Ama ne hikmetse CHP’li belediyelerdeki etkinliklere hep belli isimler çağrılıyor ve belli isimler üzerine toplantılar düzenleniyor. Kuşkusuz bunu belediye başkanlarının bir kusuru gibi görmek haksızlık olur. Geçmişten gelen sol bir hafıza var ve o aynen işlemeye devam ediyor.

Denebilir ki AK Partili belediyeler de daha çok kendilerine yakın isimleri çağırıyorlar. Evet aynen öyle, ama işte tam da bu yüzden AK Partili belediyeler değişim ruhunu terk ettikleri için kendi mahallelerine çekildiler ve belediyeleri kaybettiler.
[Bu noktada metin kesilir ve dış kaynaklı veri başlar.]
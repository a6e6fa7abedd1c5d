use clap::Subcommand;
use timekeep_core::{Preferences, Store};

use super::print_json;

#[derive(Subcommand)]
pub enum PrefsAction {
    /// Get a preference (e.g. "theme", "volume")
    Get { key: String },
    /// Set a preference
    Set { key: String, value: String },
    /// List all preferences
    List,
    /// Restore default preferences
    Reset,
}

pub fn run(action: PrefsAction) -> Result<(), Box<dyn std::error::Error>> {
    let store = Store::open()?;
    match action {
        PrefsAction::Get { key } => match store.preference(&key) {
            Some(value) => println!("{value}"),
            None => return Err(format!("unknown preference: {key}").into()),
        },
        PrefsAction::Set { key, value } => {
            store.set_preference(&key, &value)?;
            println!("ok");
        }
        PrefsAction::List => print_json(&store.preferences())?,
        PrefsAction::Reset => {
            store.set_preferences(&Preferences::default())?;
            println!("preferences reset to defaults");
        }
    }
    Ok(())
}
Çünkü AK Partili belediyeler ne yazık ki bugün kendi mahallerinin dışındakileri görebilecek bir zihniyet dünyasından mahrum durumdalar.

Oysa Kemal Kılıçdaroğlu’nun topluma vaat ettiği Türkiye’de ideolojik mahalleler yok, bütün renkleriyle, inançlarıyla, kimlikleriyle birlikte tartışıp konuşabilen bir Türkiye var.

Burada bir hakkı teslim etmek açısından Tayyip Erdoğan’ın İstanbul Büyükşehir Belediye Başkanlığı yaptığı ilk döneme bakmakta yarar var. Erdoğan’ı bugün eleştirebiliriz, ben de kıyasıya eleştiriyorum.

Ama hemen hatırlatalım, o dönemde Büyükşehir’in bütün kültürel etkinliklerinde solun bütün renkleri de, İslamcılar da, sağ-muhafazakarlar da eksiksiz yer aldılar, bizzat etkinlikleri yönettiler ve İstanbul’da aslında hepimizin arzu ettiği kocaman bir Türkiye fotoğrafı ortaya koydular.

Her ne kadar bugün AK Parti Türkiye’yi kucaklayan politikalarından vazgeçse de, önümüzdeki dönemde ülkeyi yönetmeye talip olanlar bu ülkenin bütün renklerini hiçbir ayrım yapmadan birlikte kucaklama sorumluluğunu üslenmek durumundadırlar. Bu konuda CHP’li belediyeler Türkiye’nin ortak değerlerini dikkate alan doğru örnekler ortaya koyabilirler, aksi taktirde bu imkanları heba etmek hepimiz açısından büyük kayıp olacaktır.